The newspaper's sources are two intelligence officers and a diplomat who fled Iran in recent years.
  
“He was very thin, weighing about 60kg. He was in a wheelchair. He had quite a thin beard. His face was wrinkled, he was staring into space and had a sad look,” said one of them, who reportedly saw Arad three years ago.

“One source said that when Ron Arad was imprisoned in Tehran in 1998, he was hospitalised twice for heart trouble,” the newspaper wrote.

Escape attempt

According to the Yediot, Arad tried to escape his captors while still in Lebanon. He was then was transferred to Syria in 1994 and later to Iran.

“Before Ron Arad's transfer to Iran, it was decided to operate on his knees in order to paralyse the lower part of his legs, with the purpose of preventing him from having any possibility of attempting to escape”

Yediot Aharonot

“Before Ron Arad's transfer to Iran, it was decided to operate on his knees in order to paralyse the lower part of his legs, with the purpose of preventing him from having any possibility of attempting to escape,” the paper alleged.
  
According to Israeli public radio, Prime Minister Ariel Sharon held a special cabinet meeting on Friday to decide the government's position on the issue.
  
In October 2000, Hizb Allah captured three Israeli soldiers - whom Israel believes dead - in an occupied Lebanese border area.

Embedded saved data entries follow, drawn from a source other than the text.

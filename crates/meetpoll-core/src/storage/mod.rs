mod config;
pub mod meeting_db;
pub mod migrations;
pub mod poll_db;

pub use config::{AuthSettings, Config, PollSettings, SuggestionSettings, SIGNING_SEED_ENV};
pub use meeting_db::MeetingDb;
pub use poll_db::PollDb;

use std::path::PathBuf;
use std::sync::{Arc, Mutex};

use chrono::{DateTime, SecondsFormat, Utc};
use rusqlite::Connection;

use crate::error::DatabaseError;

/// Returns `~/.config/meetpoll[-dev]/` based on MEETPOLL_ENV.
///
/// Set MEETPOLL_ENV=dev to use development data directory.
///
/// # Errors
/// Returns an error if creating the config directory fails.
pub fn data_dir() -> Result<PathBuf, std::io::Error> {
    let base_dir = dirs::home_dir()
        .unwrap_or_else(|| PathBuf::from("."))
        .join(".config");

    let env = std::env::var("MEETPOLL_ENV").unwrap_or_else(|_| "production".to_string());

    let dir = if env == "dev" {
        base_dir.join("meetpoll-dev")
    } else {
        base_dir.join("meetpoll")
    };

    std::fs::create_dir_all(&dir)?;
    Ok(dir)
}

/// Open `meetpoll.db` in the data directory and apply migrations.
///
/// Poll and meeting tables share one file; callers open one connection per
/// store.
pub fn open_database() -> Result<Connection, DatabaseError> {
    let dir = data_dir().map_err(|e| DatabaseError::QueryFailed(e.to_string()))?;
    open_database_at(dir.join("meetpoll.db"))
}

/// Open (creating if needed) a database file at `path` and migrate it.
pub fn open_database_at(path: PathBuf) -> Result<Connection, DatabaseError> {
    let conn = Connection::open(&path).map_err(|source| DatabaseError::OpenFailed {
        path: path.clone(),
        source,
    })?;
    conn.busy_timeout(std::time::Duration::from_secs(5))?;
    migrations::migrate(&conn).map_err(|e| DatabaseError::MigrationFailed(e.to_string()))?;
    Ok(conn)
}

/// In-memory database with the current schema (tests, dry runs).
pub fn open_memory_database() -> Result<Connection, DatabaseError> {
    let conn = Connection::open_in_memory()?;
    migrations::migrate(&conn).map_err(|e| DatabaseError::MigrationFailed(e.to_string()))?;
    Ok(conn)
}

/// A connection shared by async callers; each call runs on the blocking pool.
#[derive(Clone)]
pub(crate) struct BlockingConnection {
    conn: Arc<Mutex<Connection>>,
}

impl BlockingConnection {
    pub(crate) fn new(conn: Connection) -> Self {
        Self {
            conn: Arc::new(Mutex::new(conn)),
        }
    }

    pub(crate) async fn run<T, F>(&self, f: F) -> Result<T, DatabaseError>
    where
        F: FnOnce(&Connection) -> Result<T, DatabaseError> + Send + 'static,
        T: Send + 'static,
    {
        let conn = Arc::clone(&self.conn);
        tokio::task::spawn_blocking(move || {
            let guard = conn.lock().unwrap_or_else(|e| e.into_inner());
            f(&guard)
        })
        .await?
    }
}

/// UTC timestamps that sort and compare as text for years 0000 to 9999;
/// later years gain a sign and extra digits.
pub(crate) fn format_timestamp(ts: DateTime<Utc>) -> String {
    ts.to_rfc3339_opts(SecondsFormat::Micros, true)
}

pub(crate) fn parse_timestamp(raw: &str) -> Result<DateTime<Utc>, DatabaseError> {
    DateTime::parse_from_rfc3339(raw)
        .map(|ts| ts.with_timezone(&Utc))
        .map_err(|e| DatabaseError::Corrupt(format!("bad timestamp '{raw}': {e}")))
}

#[cfg(test)]
mod tests {
    use super::*;
    use chrono::TimeZone;

    #[test]
    fn timestamps_sort_as_text() {
        let a = Utc.with_ymd_and_hms(2026, 3, 1, 9, 0, 0).unwrap();
        let b = a + chrono::Duration::milliseconds(1500);
        assert!(format_timestamp(a) < format_timestamp(b));
        assert_eq!(parse_timestamp(&format_timestamp(b)).unwrap(), b);
        assert!(parse_timestamp("yesterday").is_err());
    }
}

They also seized businessman Elhanan Tannenbaum, a reserve colonel whom the guerrilla group alleges was a spy.
 
Israel holds - mainly without charge or prospect of trial - around 20 Lebanese detainees. These include Shia Muslim leaders Abd al-Karim Obaid and Mustafa Dirani, who were captured to be used as a bargaining chip in a prisoner swap with Hizb Allah.